■ WORK INSTRUCTIONS ■
Start at the first line of the listing below. Write out each line exactly, stopping after the one that contains "deck.paste_after(0).unwrap();".

■ GIVEN INFORMATION ■
===

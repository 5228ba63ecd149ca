//! Editing tests: clipboard, structural changes and re-indexing.

use std::io::Write;

use proptest::prelude::*;
use tempfile::NamedTempFile;

use slidedeck::dom::Attribute;
use slidedeck::overlay::{HostEvent, RecordingHost};
use slidedeck::{Deck, Diagnostic, Error, Target, serialize, serialize_document};

const DECK: &str = concat!(
    "<body>",
    "<page key='one'><h1>One</h1></page>",
    "<page key='two'><h2>Two</h2></page>",
    "<page key='three' descr='Third'>3</page>",
    "</body>"
);

fn started(markup: &str) -> Deck {
    let mut deck = Deck::open_str(markup).unwrap();
    deck.start("").unwrap();
    deck
}

fn page_texts(deck: &Deck) -> Vec<String> {
    deck.registry
        .pages()
        .iter()
        .map(|&p| deck.doc.text_content(p))
        .collect()
}

#[test]
fn test_open_path_reads_file() {
    let mut file = NamedTempFile::new().unwrap();
    file.write_all(DECK.as_bytes()).unwrap();
    let deck = Deck::open_path(file.path()).unwrap();
    assert_eq!(deck.page_count(), 3);
}

#[test]
fn test_open_path_reports_missing_file() {
    let dir = tempfile::tempdir().unwrap();
    let err = Deck::open_path(dir.path().join("missing.xhtml")).unwrap_err();
    assert!(matches!(err, Error::Io(_)));
}

#[test]
fn test_malformed_markup_is_rejected() {
    assert!(matches!(
        Deck::open_str("<body><page></body>"),
        Err(Error::Xml(_) | Error::InvalidDeck(_))
    ));
}

#[test]
fn test_cut_and_paste_moves_a_page() {
    let mut deck = started(DECK);
    deck.cut_page(0).unwrap();
    assert_eq!(page_texts(&deck), vec!["Two", "3"]);
    assert_eq!(deck.current(), 0);
    assert_eq!(deck.registry.keyword("one"), None);

    deck.paste_after(1).unwrap();
    assert_eq!(page_texts(&deck), vec!["Two", "3", "One"]);
    assert_eq!(deck.registry.keyword("one"), Some(2));
    assert_eq!(deck.current(), 1);
    assert_eq!(deck.message(), Some("Pasted slide after slide 1 (One)"));
}

#[test]
fn test_pasted_page_exports_like_the_original() {
    let mut deck = started(DECK);
    let original = deck.registry.page(2).unwrap();
    let expected = serialize(&deck.doc, &deck.provenance, original, Target::Markup);

    deck.copy_page(2).unwrap();
    deck.paste_after(0).unwrap();
    let pasted = deck.registry.page(1).unwrap();
    assert_eq!(serialize(&deck.doc, &deck.provenance, pasted, Target::Markup), expected);
}

#[test]
fn test_clipboard_copy_drops_bookkeeping_id_with_its_mark() {
    let mut deck = started("<html><body><page>a</page><page>b</page></body></html>");
    deck.copy_page(0).unwrap();
    let clip = deck.state.clipboard.unwrap();
    assert_eq!(deck.doc.attr(clip, "id"), None);
    let marks = deck.provenance.marks(clip).unwrap();
    assert!(!marks.attributes.iter().any(|a| a == "id"));

    // An id given to the copy afterwards is the author's.
    deck.doc.set_attr(clip, "id", "mine");
    deck.paste_after(1).unwrap();
    let pasted = deck.registry.page(2).unwrap();
    assert_eq!(deck.doc.attr(pasted, "id"), Some("mine"));
    assert!(serialize(&deck.doc, &deck.provenance, pasted, Target::Markup).contains("id=\"mine\""));
}

#[test]
fn test_removed_pages_leave_no_marks_behind() {
    let mut deck = started(DECK);
    let removed = deck.registry.page(1).unwrap();
    let wrapper = deck.doc.parent(removed).unwrap();
    let kept = deck.registry.page(0).unwrap();
    assert!(deck.provenance.marks(removed).is_some());

    deck.remove_page(1).unwrap();
    assert!(deck.provenance.marks(removed).is_none());
    assert!(deck.provenance.marks(wrapper).is_none());
    assert!(deck.provenance.marks(kept).is_some());

    let cut = deck.registry.page(0).unwrap();
    deck.cut_page(0).unwrap();
    assert!(deck.provenance.marks(cut).is_none());
    let clip = deck.state.clipboard.unwrap();
    assert!(deck.provenance.is_synthesized(clip, "onmouseover"));
}

#[test]
fn test_replace_content_rejects_its_own_ancestor() {
    let mut deck = started(DECK);
    let page = deck.registry.page(1).unwrap();
    let body = deck.doc.body();
    assert!(matches!(deck.replace_content(1, body), Err(Error::InvalidEdit(_))));
    assert!(matches!(deck.replace_content(1, page), Err(Error::InvalidEdit(_))));
    assert_eq!(page_texts(&deck), vec!["One", "Two", "3"]);
    assert!(deck.doc.is_attached(page));
}

#[test]
fn test_paste_without_clipboard() {
    let mut deck = started(DECK);
    assert!(matches!(deck.paste_after(0), Err(Error::ClipboardEmpty)));
    assert!(deck.diagnostics.entries().contains(&Diagnostic::ClipboardEmpty));
    assert_eq!(deck.page_count(), 3);
}

#[test]
fn test_insert_bare_page_is_wrapped() {
    let mut deck = started(DECK);
    deck.goto(2);
    let page = deck.doc.create_element("page", vec![Attribute::new("key", "new")]);
    let text = deck.doc.create_text("new");
    deck.doc.append(page, text);

    deck.insert_after(page, 0).unwrap();
    assert_eq!(page_texts(&deck), vec!["One", "new", "Two", "3"]);
    assert_eq!(deck.doc.tag(deck.doc.parent(page).unwrap()), Some("pagecontainer"));
    // The current page keeps its identity.
    assert_eq!(deck.current(), 3);
    assert_eq!(deck.active_pages(), vec![3]);
}

#[test]
fn test_insert_non_page_warns() {
    let mut deck = started(DECK);
    let stray = deck.doc.create_element("div", vec![]);
    deck.insert_after(stray, 0).unwrap();
    assert!(
        deck.diagnostics
            .warnings()
            .any(|d| matches!(d, Diagnostic::StructuralWarning(_)))
    );
    assert_eq!(deck.page_count(), 3);
}

#[test]
fn test_replace_content_notifies_host() {
    let host = RecordingHost::new();
    let mut deck = started(DECK);
    deck.attach_host(Box::new(host.clone()));

    let content = deck.doc.create_element("p", vec![]);
    let text = deck.doc.create_text("replaced");
    deck.doc.append(content, text);
    deck.replace_content(1, content).unwrap();

    assert_eq!(page_texts(&deck)[1], "replaced");
    assert_eq!(host.events(), vec![HostEvent::UpdatePage(1)]);
}

#[test]
fn test_removing_last_page_leaves_empty_deck() {
    let mut deck = started("<body><page>only</page></body>");
    deck.remove_page(0).unwrap();
    assert_eq!(deck.page_count(), 0);
    assert_eq!(deck.goto(3), 0);
    assert!(deck.remove_page(0).is_err());
    assert_eq!(
        serialize_document(&deck.doc, &deck.provenance, Target::Markup),
        "<body></body>"
    );
}

#[test]
fn test_source_view_follows_edits() {
    let mut deck = started(DECK);
    deck.show_source(Target::Markup).unwrap();
    deck.show_source(Target::Markup).unwrap();

    let page = deck.current_page().unwrap();
    let extra = deck.doc.create_text("!");
    deck.doc.append(page, extra);
    deck.notify_change(page);

    deck.show_source(Target::Markup).unwrap();
    assert_eq!(deck.state.source.text, "<page key=\"one\"><h1>One</h1>!</page>");
}

fn deck_markup() -> impl Strategy<Value = String> {
    let page = (
        prop::option::of(prop::sample::select(vec!["a", "b", "c", "a b"])),
        prop::bool::ANY,
        prop::bool::ANY,
    )
        .prop_map(|(key, authored_id, wrapped)| {
            let mut attrs = String::new();
            if let Some(key) = key {
                attrs.push_str(&format!(" key='{key}'"));
            }
            if authored_id {
                attrs.push_str(" id='mine'");
            }
            let page = format!("<page{attrs}>x</page>");
            if wrapped {
                format!("<pagecontainer class='pagecontainer'>{page}</pagecontainer>")
            } else {
                page
            }
        });
    prop::collection::vec(page, 0..8).prop_map(|pages| format!("<body>{}</body>", pages.concat()))
}

proptest! {
    #[test]
    fn prop_reindex_is_idempotent(markup in deck_markup()) {
        let mut deck = Deck::open_str(&markup).unwrap();
        let first = serialize_document(&deck.doc, &deck.provenance, Target::Markup);
        let ids: Vec<Option<String>> = deck.registry.pages().iter()
            .map(|&p| deck.doc.attr(p, "id").map(String::from))
            .collect();
        let nodes = deck.doc.len();

        deck.reindex();
        deck.reindex();

        prop_assert_eq!(deck.doc.len(), nodes);
        prop_assert_eq!(serialize_document(&deck.doc, &deck.provenance, Target::Markup), first);
        let again: Vec<Option<String>> = deck.registry.pages().iter()
            .map(|&p| deck.doc.attr(p, "id").map(String::from))
            .collect();
        prop_assert_eq!(again, ids);
    }

    #[test]
    fn prop_unmutated_export_is_authored(markup in deck_markup()) {
        let deck = Deck::open_str(&markup).unwrap();
        let expected = markup
            .replace('\'', "\"");
        prop_assert_eq!(serialize_document(&deck.doc, &deck.provenance, Target::Markup), expected);
    }
}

===

■ TASK OUTPUT ■
repository 5228ba63ecd149ca
//! Editing tests: clipboard, structural changes and re-indexing.

use std::io::Write;

use proptest::prelude::*;
use tempfile::NamedTempFile;

use slidedeck::dom::Attribute;
use slidedeck::overlay::{HostEvent, RecordingHost};
use slidedeck::{Deck, Diagnostic, Error, Target, serialize, serialize_document};

const DECK: &str = concat!(
    "<body>",
    "<page key='one'><h1>One</h1></page>",
    "<page key='two'><h2>Two</h2></page>",
    "<page key='three' descr='Third'>3</page>",
    "</body>"
);

fn started(markup: &str) -> Deck {
    let mut deck = Deck::open_str(markup).unwrap();
    deck.start("").unwrap();
    deck
}

fn page_texts(deck: &Deck) -> Vec<String> {
    deck.registry
        .pages()
        .iter()
        .map(|&p| deck.doc.text_content(p))
        .collect()
}

#[test]
fn test_open_path_reads_file() {
    let mut file = NamedTempFile::new().unwrap();
    file.write_all(DECK.as_bytes()).unwrap();
    let deck = Deck::open_path(file.path()).unwrap();
    assert_eq!(deck.page_count(), 3);
}

#[test]
fn test_open_path_reports_missing_file() {
    let dir = tempfile::tempdir().unwrap();
    let err = Deck::open_path(dir.path().join("missing.xhtml")).unwrap_err();
    assert!(matches!(err, Error::Io(_)));
}

#[test]
fn test_malformed_markup_is_rejected() {
    assert!(matches!(
        Deck::open_str("<body><page></body>"),
        Err(Error::Xml(_) | Error::InvalidDeck(_))
    ));
}

#[test]
fn test_cut_and_paste_moves_a_page() {
    let mut deck = started(DECK);
    deck.cut_page(0).unwrap();
    assert_eq!(page_texts(&deck), vec!["Two", "3"]);
    assert_eq!(deck.current(), 0);
    assert_eq!(deck.registry.keyword("one"), None);

    deck.paste_after(1).unwrap();
    assert_eq!(page_texts(&deck), vec!["Two", "3", "One"]);
    assert_eq!(deck.registry.keyword("one"), Some(2));
    assert_eq!(deck.current(), 1);
    assert_eq!(deck.message(), Some("Pasted slide after slide 1 (One)"));
}

#[test]
fn test_pasted_page_exports_like_the_original() {
    let mut deck = started(DECK);
    let original = deck.registry.page(2).unwrap();
    let expected = serialize(&deck.doc, &deck.provenance, original, Target::Markup);

    deck.copy_page(2).unwrap();
    deck.paste_after(0).unwrap();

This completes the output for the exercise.